作家方芳为啥不移民?
“我为何不去国外定居”这问题怎么变成“我不去国外定居”了? -- 来自一位不愿透露姓名的知乎用户 一个作家去不去国外定居,是个什么问题? 人家想去就去,不想去就不去 有这个自由吧! 再说了,方老师去了国外,就能脱离苦海了吗? 未必吧! 所以这个问题真是没什么价值。 我觉得方老师的问题主要是出在:对文学的热爱,超过了对人生的掌控力;对自己的期许太高,而对现实又缺乏必要清醒的认识。
可能的话,还是希望有人拉她一把,带她出去。 但如果真到了那种境地,也许她会明白,生命其实在于平静和从容,而不在与喧嚣和繁华。 而宁静与平和,其实就蕴含在我们的每一天、每一月甚至每一个平凡的日子中——只要我们能打开心扉,接受这一切。
当然我们也能看到,由于互联网的强大力量,使得即便是在僻陋乡村中,我们也能看到满天星光。 这让方老师的选择更加复杂起来。因为网络的力量,不仅让她的作品得以流传,也让其拥有了一定数量的读者。但网络也同样具有强大的破坏力,例如在网络时代,个人隐私几乎不复存在,任何一个人的一言一行都可能被放大、被评论。这显然会让有些人心生畏惧。

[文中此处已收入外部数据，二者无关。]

// Pedantic clippy configuration for ML/math codebase
// These are acceptable in numerical/ML code:
#![allow(clippy::cast_precision_loss)] // usize→f64 intentional in ML
#![allow(clippy::many_single_char_names)] // x, y, i, j standard in math
#![allow(clippy::similar_names)] // related variables like `head`/`heads`
#![allow(clippy::module_name_repetitions)] // HighlightState in provenance.rs is fine
// Documentation pedantic - acceptable for research code:
#![allow(clippy::doc_markdown)] // backticks for every technical term is excessive
#![allow(clippy::missing_errors_doc)] // # Errors section for every Result fn
#![allow(clippy::missing_panics_doc)] // # Panics section for every panic
// Method style pedantic:
#![allow(clippy::must_use_candidate)] // #[must_use] on every pure fn is excessive
#![allow(clippy::return_self_not_must_use)] // #[must_use] on Self returns
#![allow(clippy::trivially_copy_pass_by_ref)] // &Dimensions for API consistency

//! encoder-trace: a single-encoder Transformer you can click through
//!
//! Runs a toy encoder forward pass, keeps every intermediate matrix, and
//! answers "which inputs produced this cell?" for any cell.
//!
//! ## Architecture
//!
//! - `config`: Encoder dimensions and their validation
//! - `tensor`: Rounded tensor primitives on candle (matmul, softmax, norm, ...)
//! - `positional`: Sinusoidal positional encodings
//! - `forward`: Forward pass builder producing an immutable snapshot
//! - `address`: Dotted-path names for every matrix in a snapshot
//! - `provenance`: Backward tracing of a selected cell to its sources
//! - `explain`: Step-by-step recomputation of a selected cell
//! - `session`: Current dimensions, cached snapshot and highlight

pub mod address;
pub mod config;
pub mod explain;
pub mod forward;
pub mod positional;
pub mod provenance;
pub mod session;
pub mod tensor;

pub use address::{
    AddNormPart, AddNormSlot, ElementIdentifier, FfnTensor, HeadMatrix, LayerTensor, TensorPath,
    TensorRef,
};
pub use config::Dimensions;
pub use explain::{explain, Calculation, CalculationStep, OpKind};
pub use forward::{
    build, build_snapshot, build_with_rng, AddNormData, AttentionHeadData, EncoderLayerData,
    FFNData, MultiHeadAttentionData, TransformerData,
};
pub use positional::sinusoidal_encodings;
pub use provenance::{resolve, CellRole, HighlightSource, HighlightState};
pub use session::Session;
pub use tensor::{Matrix, Vector};
//! Trace a cell back through one encoder layer
//!
//! Builds the default encoder, prints the calculation breakdown of one
//! cell (an attention score by default), then lists the distinct sources
//! it was computed from, one step back.
//!
//! Usage:
//!   cargo run --example trace_cell
//!   cargo run --example trace_cell -- --name "encoder.0.ffn.Output" --row 1 --col 2

use anyhow::Result;
use clap::Parser;
use encoder_trace::{explain, resolve, Dimensions, ElementIdentifier, Session};

#[derive(Parser)]
#[command(name = "trace_cell")]
#[command(about = "Explain one cell and list its direct sources")]
struct Args {
    /// Dotted path of the starting cell
    #[arg(short, long, default_value = "encoder.0.mha.h0.Scores")]
    name: String,

    #[arg(long, default_value_t = 1)]
    row: usize,

    #[arg(long, default_value_t = 0)]
    col: usize,

    /// Number of encoder layers
    #[arg(long, default_value_t = 1)]
    layers: usize,
}

fn main() -> Result<()> {
    tracing_subscriber::fmt::init();
    let args = Args::parse();

    let dims = Dimensions {
        n_layers: args.layers,
        ..Dimensions::default()
    };
    let session = Session::new(dims);
    let Some(data) = session.snapshot() else {
        anyhow::bail!("invalid dimensions");
    };

    let start = ElementIdentifier::new(args.name, args.row, args.col);
    println!("=== Tracing {start} ===\n");

    let calc = explain(&data, &start);
    println!("{} ({:?})", calc.title, calc.op);
    for step in &calc.steps {
        println!("  {} = {:.2}", step.label, step.result);
    }

    let state = resolve(&data, &start);
    println!("\nSources:");
    for source in state.distinct_sources() {
        let extent = match (source.highlight_row, source.highlight_col) {
            (true, _) => format!("row {}", source.element.row),
            (_, true) => format!("column {}", source.element.col),
            _ => format!("cell ({}, {})", source.element.row, source.element.col),
        };
        println!("  {} {}", source.element.name, extent);
    }
    if state.sources.is_empty() {
        println!("  (leaf: no further sources)");
    }

    Ok(())
}
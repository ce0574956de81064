//! Interactive session state
//!
//! One session holds the current dimensions, the snapshot built for them
//! and the highlight from the last selection. Exactly two transitions
//! mutate it: a dimension change (replaces the snapshot) and a selection
//! (replaces the highlight).

use std::sync::Arc;
use tracing::{debug, info};

use crate::address::ElementIdentifier;
use crate::config::Dimensions;
use crate::explain::{explain, Calculation};
use crate::forward::{build_snapshot, TransformerData};
use crate::provenance::{resolve, HighlightState};

/// Current dimensions, snapshot and highlight
#[derive(Debug)]
pub struct Session {
    dims: Dimensions,
    /// `None` when the dimensions were rejected or the build failed
    snapshot: Option<Arc<TransformerData>>,
    highlight: HighlightState,
}

impl Session {
    /// Start a session, building the snapshot for `dims`
    pub fn new(dims: Dimensions) -> Self {
        Self {
            dims,
            snapshot: build_snapshot(&dims).map(Arc::new),
            highlight: HighlightState::default(),
        }
    }

    /// Switch dimensions.
    ///
    /// Unchanged dimensions keep the cached snapshot and highlight; any
    /// change rebuilds with fresh weights and clears the highlight.
    /// Returns whether a rebuild happened.
    pub fn set_dimensions(&mut self, dims: Dimensions) -> bool {
        if dims == self.dims {
            debug!("Dimensions unchanged, keeping snapshot");
            return false;
        }
        info!("Dimensions changed: {:?} -> {:?}", self.dims, dims);
        self.dims = dims;
        self.snapshot = build_snapshot(&dims).map(Arc::new);
        self.highlight = HighlightState::default();
        true
    }

    /// Select a cell and trace its sources.
    ///
    /// Ignored (returns `None`) while there is no valid snapshot.
    pub fn select(&mut self, element: ElementIdentifier) -> Option<&HighlightState> {
        let snapshot = self.snapshot.as_ref()?;
        self.highlight = resolve(snapshot, &element);
        debug!(
            "Selected {} -> {} sources",
            element,
            self.highlight.sources.len()
        );
        Some(&self.highlight)
    }

    /// Breakdown of the currently selected cell
    pub fn explain_selection(&self) -> Option<Calculation> {
        let snapshot = self.snapshot.as_ref()?;
        let target = self.highlight.target.as_ref()?;
        Some(explain(snapshot, target))
    }

    pub fn dimensions(&self) -> &Dimensions {
        &self.dims
    }

    /// Shared handle to the current snapshot
    pub fn snapshot(&self) -> Option<Arc<TransformerData>> {
        self.snapshot.clone()
    }

    pub fn highlight(&self) -> &HighlightState {
        &self.highlight
    }

    /// Whether a snapshot exists for the current dimensions
    pub fn is_valid(&self) -> bool {
        self.snapshot.is_some()
    }
}

impl Default for Session {
    fn default() -> Self {
        Self::new(Dimensions::default())
    }
}
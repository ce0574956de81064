//! Sinusoidal positional encodings
//!
//! Even columns carry `sin(pos / 10000^(i/d_model))`, odd columns carry the
//! cosine at the frequency of the preceding even column. Pure function of
//! `(seq_len, d_model)`.

use crate::tensor::{round2, Matrix};

/// Base of the geometric frequency progression
pub const POSITIONAL_BASE: f64 = 10_000.0;

/// Encoding value for a single `(pos, i)` cell, unrounded
fn encoding_at(pos: usize, i: usize, d_model: usize) -> f64 {
    let pair = if i % 2 == 0 { i } else { i - 1 };
    let angle = pos as f64 / POSITIONAL_BASE.powf(pair as f64 / d_model as f64);
    if i % 2 == 0 {
        angle.sin()
    } else {
        angle.cos()
    }
}

/// `seq_len × d_model` encoding table, rounded to two decimals
pub fn sinusoidal_encodings(seq_len: usize, d_model: usize) -> Matrix {
    (0..seq_len)
        .map(|pos| {
            (0..d_model)
                .map(|i| round2(encoding_at(pos, i, d_model)))
                .collect()
        })
        .collect()
}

对于方老师来说,或许最好的选择,就是像沈从文先生那样,进学校,做教师——教学生认识大千世界,教他们如何为人,如何立业(虽然不排除有些学生长大后会成为大烟鬼或混蛋)。 其实我们每个人的人生,不就是不断在寻找一方精神的家园吗? 不是要找一块圣土,可供我们祭祀供奉,而是寻得一处可以让我们安身立命的精神家园。
我出生在上海的一个知识分子家庭,1977年从中学毕业,那年高考制度恢复了,我参加了那一年的高考,但没有考上。1978年我又考了一次,仍然没有考取。
后来,家里让我去学画连环画,所以我在上海人民美术出版社特班学习了两年的连环画。后来,我就到福建漳浦县去插队落户了。在农村,我当了民办教师,给孩子们教语文,也教算术。在那里,我教了两个毕业班。
后来我又调到县文化馆参加创作。县文化馆里只有两个人,一个作曲,一个作词。当时,我自己也写了些歌曲,后来就在县和全市的一些文艺汇演中唱一唱。
后来,我又被调到龙溪地区歌舞团当了歌唱演员。因为我在高中时当过学校的文艺干部。后来,我去考中央音乐学院,但没有考取,后来,我就调到龙溪地区群艺馆任音乐辅导。
后来知道一个作家叫刘心武,他在《人民文学》上发表了一篇小说叫《班主任》,我才知道原来小说是可以写现实的,也可以写现实的关注。从此,我决定尝试写小说。后来,我的小说在福建省作协的内刊上发表了,我调到了福建省文联当《福建文学》的特约编辑。
后来,《花城》发表了我的小说《被冻住的微笑》,这是我的第一篇获全国奖的小说。后来,我的小说《错位》在《中国青年报》上发表了,这部小说后来又得了一等奖和第二届全国妇女文学创作奖。后来,我去广东《花城》杂志社做了特约编辑。
后来,我的小说在广东和全国很有影响了,我被调到广东作协任专业作家,后来我又调到广州市文联当《广州文艺》的副主编。后来,我去了澳洲。